The White House’s economic workshop, the first step in its much-heralded Mideast peace plan, puts investment in the Palestinian economy front and center.
But leading Palestinian businessmen say they will stay away from the conference, scheduled to take place in Bahrain at the end of next month.
The workshop is purposely focused on the economic aspect, with finance ministers, business leaders and donors invited to take part, but assiduously avoids hot button political issues such as borders, settlements and the status of Jerusalem.
Bashar Al Masri, the man behind the creation of Rawabi, a new planned Palestinian town in the West Bank aimed at fostering economic regeneration, wrote on Facebook that he would not participate in the meeting – and nor would anyone else from his companies.
“We will not deal with any event outside the Palestinian national consensus,” he wrote, explaining his decision. “We Palestinians are capable of advancing our economy away from external interventions.

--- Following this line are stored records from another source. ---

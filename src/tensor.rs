//! NPUの出力ノード1つ分を表すモジュール
//!
//! 出力テンソルは (height, channel, width) の順に並んでおり、
//! width方向の1行は16バイトの倍数にパディングされています。

use crate::error::{PostProcessError, Result};
use crate::quantize::{DataWidth, QuantParams};
use crate::utils::round_up;

/// 出力ノード1つ分の記述子
///
/// `payload`は生の推論結果バッファの一部を借用しているだけで、所有はしません
#[derive(Debug, Clone, Copy)]
pub struct TensorOutputDescriptor<'a> {
    /// 高さ
    pub height: usize,
    /// チャネル数
    pub channels: usize,
    /// 幅
    pub width: usize,
    /// 量子化パラメータ
    pub quant: QuantParams,
    /// 1サンプルあたりのバイト数
    pub data_width: DataWidth,
    payload: &'a [u8],
}

impl<'a> TensorOutputDescriptor<'a> {
    /// 新しい記述子を作成します。
    ///
    /// # Args
    /// * `height`, `channels`, `width` - テンソルの形状
    /// * `quant` - 量子化パラメータ
    /// * `data_width` - 1サンプルあたりのバイト数
    /// * `payload` - このノードのデータ (パディング込み)
    ///
    /// # Return
    /// * `payload`が形状に対して短い場合は`MalformedInput`
    pub fn new(
        height: usize,
        channels: usize,
        width: usize,
        quant: QuantParams,
        data_width: DataWidth,
        payload: &'a [u8],
    ) -> Result<Self> {
        let needed = Self::segment_size(height, channels, width, data_width).ok_or_else(|| {
            PostProcessError::MalformedInput(format!(
                "tensor shape overflows: h={} c={} w={}",
                height, channels, width
            ))
        })?;
        if payload.len() < needed {
            return Err(PostProcessError::MalformedInput(format!(
                "payload has {} bytes, shape (h={}, c={}, w={}) needs {}",
                payload.len(),
                height,
                channels,
                width,
                needed
            )));
        }

        Ok(Self {
            height,
            channels,
            width,
            quant,
            data_width,
            payload: &payload[..needed],
        })
    }

    /// パディング込みのノードのバイト数 `channel * height * round_up(width * data_size)`
    pub fn segment_size(
        height: usize,
        channels: usize,
        width: usize,
        data_width: DataWidth,
    ) -> Option<usize> {
        let row = width.checked_mul(data_width.bytes())?.checked_add(15)? & !15;
        channels.checked_mul(height)?.checked_mul(row)
    }

    /// 1行 (width方向) のバイト数。パディングを含みます
    pub fn row_stride(&self) -> usize {
        round_up(self.width * self.data_width.bytes())
    }

    /// 要素数 `height * channels * width`
    pub fn len(&self) -> usize {
        self.height * self.channels * self.width
    }

    pub fn is_empty(&self) -> bool {
        self.len() == 0
    }

    pub fn payload(&self) -> &'a [u8] {
        self.payload
    }

    /// (h, c, w) の位置にある量子化されたサンプルを読み出します
    pub fn sample(&self, h: usize, c: usize, w: usize) -> Option<i32> {
        if h >= self.height || c >= self.channels || w >= self.width {
            return None;
        }
        let offset = (h * self.channels + c) * self.row_stride() + w * self.data_width.bytes();
        self.data_width.read(self.payload.get(offset..)?)
    }

    /// (h, c, w) の位置にあるサンプルを浮動小数点数に変換して返します
    pub fn dequantized(&self, h: usize, c: usize, w: usize) -> Option<f32> {
        self.sample(h, c, w).map(|raw| self.quant.dequantize(raw))
    }

    /// (h, c) の1行分のサンプルを順に返すイテレータ。パディングは読み飛ばします
    pub fn row(&self, h: usize, c: usize) -> impl Iterator<Item = i32> + 'a {
        let data_width = self.data_width;
        let step = data_width.bytes();
        let (start, count) = if h < self.height && c < self.channels {
            ((h * self.channels + c) * self.row_stride(), self.width)
        } else {
            (0, 0)
        };
        let row = self.payload.get(start..start + count * step).unwrap_or(&[]);
        row.chunks_exact(step).filter_map(move |s| data_width.read(s))
    }
}

#[cfg(test)]
mod tests {
    use super::*;

    fn q() -> QuantParams {
        QuantParams::new(0, 1.)
    }

    #[test]
    fn test_segment_size() {
        assert_eq!(TensorOutputDescriptor::segment_size(1, 3, 1, DataWidth::Byte), Some(48));
        assert_eq!(TensorOutputDescriptor::segment_size(7, 18, 7, DataWidth::Word), Some(7 * 18 * 16));
        assert_eq!(TensorOutputDescriptor::segment_size(2, 2, 17, DataWidth::Byte), Some(2 * 2 * 32));
        assert_eq!(TensorOutputDescriptor::segment_size(usize::MAX, 2, 1, DataWidth::Byte), None);
    }

    #[test]
    fn test_short_payload_is_rejected() {
        let buf = [0u8; 47];
        let err = TensorOutputDescriptor::new(1, 3, 1, q(), DataWidth::Byte, &buf).unwrap_err();
        assert!(matches!(err, PostProcessError::MalformedInput(_)));
    }

    #[test]
    fn test_strided_read() {
        // h=1, c=2, w=3: 各行は16バイト
        let mut buf = [0u8; 32];
        buf[..3].copy_from_slice(&[1, 2, 3]);
        buf[16..19].copy_from_slice(&[4, 5, 0xfb]);
        let d = TensorOutputDescriptor::new(1, 2, 3, q(), DataWidth::Byte, &buf).unwrap();

        assert_eq!(d.row_stride(), 16);
        assert_eq!(d.sample(0, 0, 2), Some(3));
        assert_eq!(d.sample(0, 1, 0), Some(4));
        assert_eq!(d.sample(0, 1, 2), Some(-5));
        assert_eq!(d.sample(0, 2, 0), None);
        assert_eq!(d.sample(0, 0, 3), None);
        assert_eq!(d.row(0, 1).collect::<Vec<_>>(), vec![4, 5, -5]);
        assert_eq!(d.row(1, 0).count(), 0);
    }

    #[test]
    fn test_word_samples() {
        let mut buf = [0u8; 16];
        buf[..4].copy_from_slice(&[0x00, 0x01, 0xff, 0xff]);
        let d = TensorOutputDescriptor::new(1, 1, 2, QuantParams::new(8, 1.), DataWidth::Word, &buf)
            .unwrap();
        assert_eq!(d.sample(0, 0, 0), Some(256));
        assert_eq!(d.dequantized(0, 0, 0), Some(1.));
        assert_eq!(d.sample(0, 0, 1), Some(-1));
    }
}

The idea of economic peace is an old idea that is now being asked differently, and as our people have previously rejected it, we reject it now.”
In a similar vein, Palestinian-American business consultant Sam Bahour, based in the West Bank, writing in the online magazine +972, described the proposed workshop as the latest attempt by the Trump administration to “batter the Palestinians into political surrender” using money as its “weapon of choice.”
Economic focus ‘futile’
Palestinian politicians have also condemned the proposal.
Palestinian Authority President Mahmoud Abbas, through his spokesman, said an economic focus was “futile” without a conversation about the political horizon.
The Palestinian Authority hasn’t spoken to the Trump administration at an official level since December 2017, when the US President recognized Jerusalem as Israel’s capital.
The Palestine Liberation Organization’s Secretary General Dr. Saeb Erekat said in a statement to CNN that the group had not been consulted ahead of the announcement, and that such attempts to promote an “economic normalization of the Israeli occupation of Palestine will be rejected.”
“This is not about improving living conditions under occupation, but about reaching Palestine’s full potential by ending the Israeli occupation,” Erekat said.
“The basic requirements for peace are well known within the context of full implementation of the long overdue inalienable rights of the Palestinian people as per international law and UN resolutions, with an independent State of Palestine on the 1967 border, with East Jerusalem its capital and a just solution to all final status issues based on international law and the Arab Peace Initiative,” he said, referring to a peace plan from 2002 proposed by Saudi Arabia.
Ghassan Al Khatib, a former Palestinian minister and political science professor at Birzeit University in the West Bank, told CNN the workshop would be a “complete failure” because the Palestinian leadership will not attend.
“I think the Arab potential donors are not going to be enthusiastic to contribute, mainly because of the absence of the Palestinian leadership. So, I don’t expect success in this,” Al Khatib said. “It’s only crazy people who would think to gamble with their money and invest in the Palestinian territories, given the Israeli restrictions that are making investments impossible and not profitable.”
Workshop ‘a step forward’
For its part, the Israeli government has not yet responded, though Prime Minister Benjamin Netanyahu’s government has had a very close relationship with the Trump administration. Netanyahu himself is personally close to Trump’s adviser and son-in-law Jared Kushner, who is spearheading the peace deal effort.
Others, like Uri Savir, a former Israeli diplomat who was one of the key negotiators of the Oslo Peace Accords in the 1990s – which among other things brought the Palestinian Authority into being – told CNN the workshop was “a step forward.”
He added a note of caution, saying that economic issues could not be dealt with separately from the political issues: “Unless there is real political promise, which I don’t see right now, moving seriously toward a two-state solution, I don’t think the economic front will be promising,” he said.
But Dore Gold, a former Director-General of the Israeli Foreign Ministry under Netanyahu, praised the economic workshop, saying it laid out real stakes for the Palestinians and Gulf States.
“This is not [a case of] ‘support our concept of borders and we’ll buy you off.’ This is not that,” Gold told CNN. “This is to say there are real tangible rewards for your country if we build this regional structure.”
Gold predicted that the Palestinians would come around to the idea once they saw others benefiting from the process. “They’ll get on the train whether initially they’re going to be tough customers,” he said.
Lior Weintraub, a former Israeli diplomat in Washington said on The Israel Project podcast that the workshop was a “smart move” because it was “lowering expectations.”
“There is never a good time in the Middle East [to unveil a peace plan] so this point is as good as it can get. In Israel we are in the midst of forming a government … making this possible plan part of the government platform is not a bad idea.”